→ **ASSIGNMENT**: List each line of the data in which the string "headers" appears.

→ **EXCERPTED RECORDS**:
- - - -

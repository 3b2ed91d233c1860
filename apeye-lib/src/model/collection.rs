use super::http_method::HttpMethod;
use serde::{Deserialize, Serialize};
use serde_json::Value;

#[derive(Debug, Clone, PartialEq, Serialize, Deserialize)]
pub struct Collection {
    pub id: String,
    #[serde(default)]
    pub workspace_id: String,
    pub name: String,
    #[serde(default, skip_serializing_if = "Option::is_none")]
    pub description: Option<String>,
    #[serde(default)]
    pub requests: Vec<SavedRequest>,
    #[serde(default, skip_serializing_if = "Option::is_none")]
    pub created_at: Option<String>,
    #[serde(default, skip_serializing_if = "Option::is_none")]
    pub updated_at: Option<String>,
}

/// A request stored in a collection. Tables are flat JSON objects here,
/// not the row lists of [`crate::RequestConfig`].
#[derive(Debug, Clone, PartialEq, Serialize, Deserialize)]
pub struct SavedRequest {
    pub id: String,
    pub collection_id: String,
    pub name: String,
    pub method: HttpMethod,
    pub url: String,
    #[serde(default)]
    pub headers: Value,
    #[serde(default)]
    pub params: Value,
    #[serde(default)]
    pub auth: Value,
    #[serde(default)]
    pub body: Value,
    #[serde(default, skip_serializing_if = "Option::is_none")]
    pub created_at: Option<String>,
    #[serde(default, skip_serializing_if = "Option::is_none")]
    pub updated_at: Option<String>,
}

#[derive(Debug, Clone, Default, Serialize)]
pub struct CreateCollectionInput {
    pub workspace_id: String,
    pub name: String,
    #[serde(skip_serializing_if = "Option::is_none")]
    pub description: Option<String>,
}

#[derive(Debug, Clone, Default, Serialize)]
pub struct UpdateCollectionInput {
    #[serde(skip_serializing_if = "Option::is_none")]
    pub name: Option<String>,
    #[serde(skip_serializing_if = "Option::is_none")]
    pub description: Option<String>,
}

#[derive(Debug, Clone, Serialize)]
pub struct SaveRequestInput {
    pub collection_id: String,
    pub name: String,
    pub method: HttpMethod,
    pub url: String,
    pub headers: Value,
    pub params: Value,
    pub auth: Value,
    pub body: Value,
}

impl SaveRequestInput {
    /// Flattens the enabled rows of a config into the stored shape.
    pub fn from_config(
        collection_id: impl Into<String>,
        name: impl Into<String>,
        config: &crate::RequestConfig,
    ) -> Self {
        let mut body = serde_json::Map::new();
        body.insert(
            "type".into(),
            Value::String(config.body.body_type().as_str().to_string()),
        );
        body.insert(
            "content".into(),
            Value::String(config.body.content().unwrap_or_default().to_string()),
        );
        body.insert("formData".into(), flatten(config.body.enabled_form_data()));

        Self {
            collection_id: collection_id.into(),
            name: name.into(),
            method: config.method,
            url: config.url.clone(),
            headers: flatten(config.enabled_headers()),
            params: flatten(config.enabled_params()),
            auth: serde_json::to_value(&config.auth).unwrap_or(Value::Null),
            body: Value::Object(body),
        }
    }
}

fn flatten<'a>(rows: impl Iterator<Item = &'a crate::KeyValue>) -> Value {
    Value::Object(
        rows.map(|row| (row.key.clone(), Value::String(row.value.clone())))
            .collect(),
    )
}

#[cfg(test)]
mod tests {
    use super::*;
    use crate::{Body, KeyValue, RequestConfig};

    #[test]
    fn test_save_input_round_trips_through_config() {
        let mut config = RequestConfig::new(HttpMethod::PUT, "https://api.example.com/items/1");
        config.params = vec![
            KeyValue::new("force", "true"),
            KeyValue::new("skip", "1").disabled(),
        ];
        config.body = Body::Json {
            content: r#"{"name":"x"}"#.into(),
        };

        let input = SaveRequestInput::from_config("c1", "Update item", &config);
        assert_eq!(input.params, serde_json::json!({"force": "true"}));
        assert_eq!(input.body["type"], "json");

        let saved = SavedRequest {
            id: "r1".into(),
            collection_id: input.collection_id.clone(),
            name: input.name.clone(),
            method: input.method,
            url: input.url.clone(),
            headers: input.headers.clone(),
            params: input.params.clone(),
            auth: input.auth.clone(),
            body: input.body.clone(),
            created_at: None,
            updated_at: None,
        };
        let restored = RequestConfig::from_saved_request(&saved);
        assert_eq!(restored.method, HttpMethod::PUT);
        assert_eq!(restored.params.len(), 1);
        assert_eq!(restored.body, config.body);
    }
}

- - - -

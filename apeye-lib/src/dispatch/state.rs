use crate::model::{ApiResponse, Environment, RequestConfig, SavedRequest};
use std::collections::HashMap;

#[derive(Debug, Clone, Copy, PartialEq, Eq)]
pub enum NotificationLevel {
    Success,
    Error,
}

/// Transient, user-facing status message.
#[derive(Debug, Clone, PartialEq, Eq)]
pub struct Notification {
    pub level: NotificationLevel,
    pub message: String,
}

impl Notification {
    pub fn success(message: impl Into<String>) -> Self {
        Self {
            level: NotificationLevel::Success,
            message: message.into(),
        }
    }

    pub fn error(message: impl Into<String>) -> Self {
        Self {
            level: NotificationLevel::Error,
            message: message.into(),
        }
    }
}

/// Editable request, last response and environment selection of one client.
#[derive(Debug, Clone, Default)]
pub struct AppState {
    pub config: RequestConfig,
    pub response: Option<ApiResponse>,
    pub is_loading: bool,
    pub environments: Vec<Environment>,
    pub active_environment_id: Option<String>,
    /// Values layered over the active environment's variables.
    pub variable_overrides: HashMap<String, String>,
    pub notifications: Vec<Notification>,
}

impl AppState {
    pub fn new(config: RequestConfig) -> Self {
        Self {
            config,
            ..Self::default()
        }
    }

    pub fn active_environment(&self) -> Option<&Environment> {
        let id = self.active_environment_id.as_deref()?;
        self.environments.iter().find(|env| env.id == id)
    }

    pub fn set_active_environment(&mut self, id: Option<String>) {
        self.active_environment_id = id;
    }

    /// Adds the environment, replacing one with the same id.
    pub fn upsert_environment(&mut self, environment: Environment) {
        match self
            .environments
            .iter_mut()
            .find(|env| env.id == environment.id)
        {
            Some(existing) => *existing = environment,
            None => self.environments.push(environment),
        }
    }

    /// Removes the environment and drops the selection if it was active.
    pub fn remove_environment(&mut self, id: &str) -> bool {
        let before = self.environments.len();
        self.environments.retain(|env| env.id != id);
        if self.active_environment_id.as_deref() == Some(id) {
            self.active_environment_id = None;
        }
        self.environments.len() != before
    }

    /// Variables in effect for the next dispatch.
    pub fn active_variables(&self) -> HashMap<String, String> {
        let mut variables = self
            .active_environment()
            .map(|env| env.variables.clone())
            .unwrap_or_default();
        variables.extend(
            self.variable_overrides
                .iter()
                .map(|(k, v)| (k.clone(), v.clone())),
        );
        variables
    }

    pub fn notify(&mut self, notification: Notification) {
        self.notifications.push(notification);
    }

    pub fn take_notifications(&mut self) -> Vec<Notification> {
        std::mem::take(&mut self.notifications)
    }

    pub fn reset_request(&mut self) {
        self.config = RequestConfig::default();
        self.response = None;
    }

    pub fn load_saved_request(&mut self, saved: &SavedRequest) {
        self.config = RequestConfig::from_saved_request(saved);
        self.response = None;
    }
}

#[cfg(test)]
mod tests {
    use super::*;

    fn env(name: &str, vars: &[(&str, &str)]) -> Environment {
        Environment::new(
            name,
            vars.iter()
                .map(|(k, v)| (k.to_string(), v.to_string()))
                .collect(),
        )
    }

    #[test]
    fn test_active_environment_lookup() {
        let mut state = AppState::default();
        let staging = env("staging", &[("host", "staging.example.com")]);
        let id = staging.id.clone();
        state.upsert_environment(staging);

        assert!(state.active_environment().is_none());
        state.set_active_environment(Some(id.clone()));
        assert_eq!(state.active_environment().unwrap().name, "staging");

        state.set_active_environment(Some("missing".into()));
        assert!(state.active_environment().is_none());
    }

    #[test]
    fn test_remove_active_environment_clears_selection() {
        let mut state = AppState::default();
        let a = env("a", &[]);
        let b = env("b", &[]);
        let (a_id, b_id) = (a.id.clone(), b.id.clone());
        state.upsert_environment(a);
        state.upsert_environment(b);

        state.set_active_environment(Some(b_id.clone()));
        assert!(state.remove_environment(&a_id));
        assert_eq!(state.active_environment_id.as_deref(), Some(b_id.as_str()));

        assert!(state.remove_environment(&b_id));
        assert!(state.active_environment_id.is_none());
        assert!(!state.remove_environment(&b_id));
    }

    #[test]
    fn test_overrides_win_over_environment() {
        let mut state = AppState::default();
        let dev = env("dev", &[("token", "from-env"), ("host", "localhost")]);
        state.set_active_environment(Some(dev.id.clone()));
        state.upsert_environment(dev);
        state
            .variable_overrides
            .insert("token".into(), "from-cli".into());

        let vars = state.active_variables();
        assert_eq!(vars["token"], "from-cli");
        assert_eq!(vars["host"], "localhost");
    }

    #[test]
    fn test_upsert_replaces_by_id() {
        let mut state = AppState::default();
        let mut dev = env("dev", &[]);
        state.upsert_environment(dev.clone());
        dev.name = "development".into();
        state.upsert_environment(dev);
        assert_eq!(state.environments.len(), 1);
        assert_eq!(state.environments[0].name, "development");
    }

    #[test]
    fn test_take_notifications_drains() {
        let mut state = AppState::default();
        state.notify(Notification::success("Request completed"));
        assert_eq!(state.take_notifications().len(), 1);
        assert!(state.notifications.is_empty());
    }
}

- - - -

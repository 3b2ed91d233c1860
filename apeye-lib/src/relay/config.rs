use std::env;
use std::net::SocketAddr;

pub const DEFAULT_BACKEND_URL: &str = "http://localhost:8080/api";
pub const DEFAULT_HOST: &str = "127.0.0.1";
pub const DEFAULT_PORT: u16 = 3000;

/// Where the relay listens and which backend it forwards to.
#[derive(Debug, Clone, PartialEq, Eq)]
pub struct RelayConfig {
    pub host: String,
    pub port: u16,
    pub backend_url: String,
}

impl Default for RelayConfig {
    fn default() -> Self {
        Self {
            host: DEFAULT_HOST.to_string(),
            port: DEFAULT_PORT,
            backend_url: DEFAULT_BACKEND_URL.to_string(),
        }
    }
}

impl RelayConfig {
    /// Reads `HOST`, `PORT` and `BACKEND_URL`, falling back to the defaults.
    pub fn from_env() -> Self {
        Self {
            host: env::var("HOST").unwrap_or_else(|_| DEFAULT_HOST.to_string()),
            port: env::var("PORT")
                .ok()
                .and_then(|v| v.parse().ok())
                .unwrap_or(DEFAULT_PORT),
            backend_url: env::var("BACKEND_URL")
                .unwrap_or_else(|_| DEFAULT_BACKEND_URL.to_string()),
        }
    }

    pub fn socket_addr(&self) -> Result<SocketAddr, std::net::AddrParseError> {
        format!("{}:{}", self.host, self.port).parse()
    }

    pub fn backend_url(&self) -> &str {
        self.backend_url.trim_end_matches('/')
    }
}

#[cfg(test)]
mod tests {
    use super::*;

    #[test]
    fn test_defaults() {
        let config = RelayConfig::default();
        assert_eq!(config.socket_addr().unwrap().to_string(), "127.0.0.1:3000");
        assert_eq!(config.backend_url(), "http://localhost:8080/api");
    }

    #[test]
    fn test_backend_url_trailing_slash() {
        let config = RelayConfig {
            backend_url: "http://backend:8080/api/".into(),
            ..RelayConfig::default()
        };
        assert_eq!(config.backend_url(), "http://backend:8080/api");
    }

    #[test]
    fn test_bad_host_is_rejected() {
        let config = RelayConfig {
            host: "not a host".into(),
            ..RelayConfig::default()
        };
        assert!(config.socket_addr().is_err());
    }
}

- - - -

→ **TASK RESPONSE**:
    pub headers: Value,
    pub headers: Value,
            headers: flatten(config.enabled_headers()),
            headers: input.headers.clone(),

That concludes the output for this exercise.